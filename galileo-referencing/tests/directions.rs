use galileo_referencing::axis::{self, AxisDirection, DirectionAlongMeridian};
use galileo_referencing::standard::{create_ellipsoid, create_geodetic_datum};

#[test]
fn opposite_is_an_involution() {
    for direction in AxisDirection::values() {
        assert_eq!(&axis::opposite(&axis::opposite(direction)), direction);
    }
}

#[test]
fn absolute_directions() {
    assert_eq!(axis::opposite(&AxisDirection::North), AxisDirection::South);
    assert_eq!(axis::absolute(&AxisDirection::South), AxisDirection::North);
    assert!(axis::is_opposite(&AxisDirection::South));
    assert!(!axis::is_opposite(&AxisDirection::North));
    assert_eq!(
        axis::absolute(&AxisDirection::GeocentricX),
        AxisDirection::GeocentricX
    );
}

#[test]
fn names_resolve_to_directions() {
    assert_eq!(axis::value_of("north_east"), Some(AxisDirection::NorthEast));
    assert_eq!(axis::value_of("SSW"), Some(AxisDirection::SouthSouthWest));
    assert_eq!(
        axis::value_of("Geocentre > north pole"),
        Some(AxisDirection::GeocentricZ)
    );
    assert_eq!(axis::value_of("North along 90°E"), None);
}

#[test]
fn polar_axis_names() {
    let south = DirectionAlongMeridian::parse("South along 90 deg East").unwrap();
    assert_eq!(south.base_direction(), &AxisDirection::South);
    assert_eq!(south.meridian(), 90.0);
    assert_eq!(
        south.direction(),
        &AxisDirection::custom("South along 90°E")
    );

    assert!(DirectionAlongMeridian::parse("North").is_none());
}

#[test]
fn reparsing_canonical_names_is_stable() {
    let names = [
        "South along 90 deg East",
        "north along 45 deg west",
        "N along 0°E",
        "North along -30.5 deg",
        "South along 180 deg West",
        "S along 179.999°W",
    ];

    for name in names {
        let parsed = DirectionAlongMeridian::parse(name).unwrap();
        let reparsed = DirectionAlongMeridian::parse(&parsed.to_string()).unwrap();
        assert_eq!(reparsed, parsed, "{name} -> {parsed}");
    }
}

#[test]
fn wgs84_ellipsoid() {
    let e = create_ellipsoid(7030);
    assert_eq!(e.name(), "WGS 84");
    assert_eq!(e.semi_major_axis(), 6_378_137.0);
    assert_eq!(e.inverse_flattening(), 298.257_223_563);
    assert!(e.is_ivf_definitive());

    let datum = create_geodetic_datum(6326);
    assert_eq!(datum.ellipsoid(), &e);
    assert_eq!(datum.prime_meridian().greenwich_longitude(), 0.0);
}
==========
-- Exercise objective --
Reproduce each line of the material above precisely.

-- Completed task --
filename galileo-referencing/tests/directions.rs
use galileo_referencing::axis::{self, AxisDirection, DirectionAlongMeridian};
use galileo_referencing::standard::{create_ellipsoid, create_geodetic_datum};

#[test]
fn opposite_is_an_involution() {
    for direction in AxisDirection::values() {
        assert_eq!(&axis::opposite(&axis::opposite(direction)), direction);
    }
}

#[test]
fn absolute_directions() {
    assert_eq!(axis::opposite(&AxisDirection::North), AxisDirection::South);
    assert_eq!(axis::absolute(&AxisDirection::South), AxisDirection::North);
    assert!(axis::is_opposite(&AxisDirection::South));
    assert!(!axis::is_opposite(&AxisDirection::North));
    assert_eq!(
        axis::absolute(&AxisDirection::GeocentricX),
        AxisDirection::GeocentricX
    );
}

#[test]
fn names_resolve_to_directions() {
    assert_eq!(axis::value_of("north_east"), Some(AxisDirection::NorthEast));
    assert_eq!(axis::value_of("SSW"), Some(AxisDirection::SouthSouthWest));
    assert_eq!(
        axis::value_of("Geocentre > north pole"),
        Some(AxisDirection::GeocentricZ)
    );
    assert_eq!(axis::value_of("North along 90°E"), None);
}

#[test]
fn polar_axis_names() {
    let south = DirectionAlongMeridian::parse("South along 90 deg East").unwrap();
    assert_eq!(south.base_direction(), &AxisDirection::South);
    assert_eq!(south.meridian(), 90.0);
    assert_eq!(
        south.direction(),
        &AxisDirection::custom("South along 90°E")
    );

    assert!(DirectionAlongMeridian::parse("North").is_none());
}

#[test]
fn reparsing_canonical_names_is_stable() {
    let names = [
        "South along 90 deg East",
        "north along 45 deg west",
        "N along 0°E",
        "North along -30.5 deg",
        "South along 180 deg West",
        "S along 179.999°W",
    ];

    for name in names {
        let parsed = DirectionAlongMeridian::parse(name).unwrap();
        let reparsed = DirectionAlongMeridian::parse(&parsed.to_string()).unwrap();
        assert_eq!(reparsed, parsed, "{name} -> {parsed}");
    }
}

#[test]
fn wgs84_ellipsoid() {
    let e = create_ellipsoid(7030);
    assert_eq!(e.name(), "WGS 84");
    assert_eq!(e.semi_major_axis(), 6_378_137.0);
    assert_eq!(e.inverse_flattening(), 298.257_223_563);
    assert!(e.is_ivf_definitive());

    let datum = create_geodetic_datum(6326);
    assert_eq!(datum.ellipsoid(), &e);
    assert_eq!(datum.prime_meridian().greenwich_longitude(), 0.0);
}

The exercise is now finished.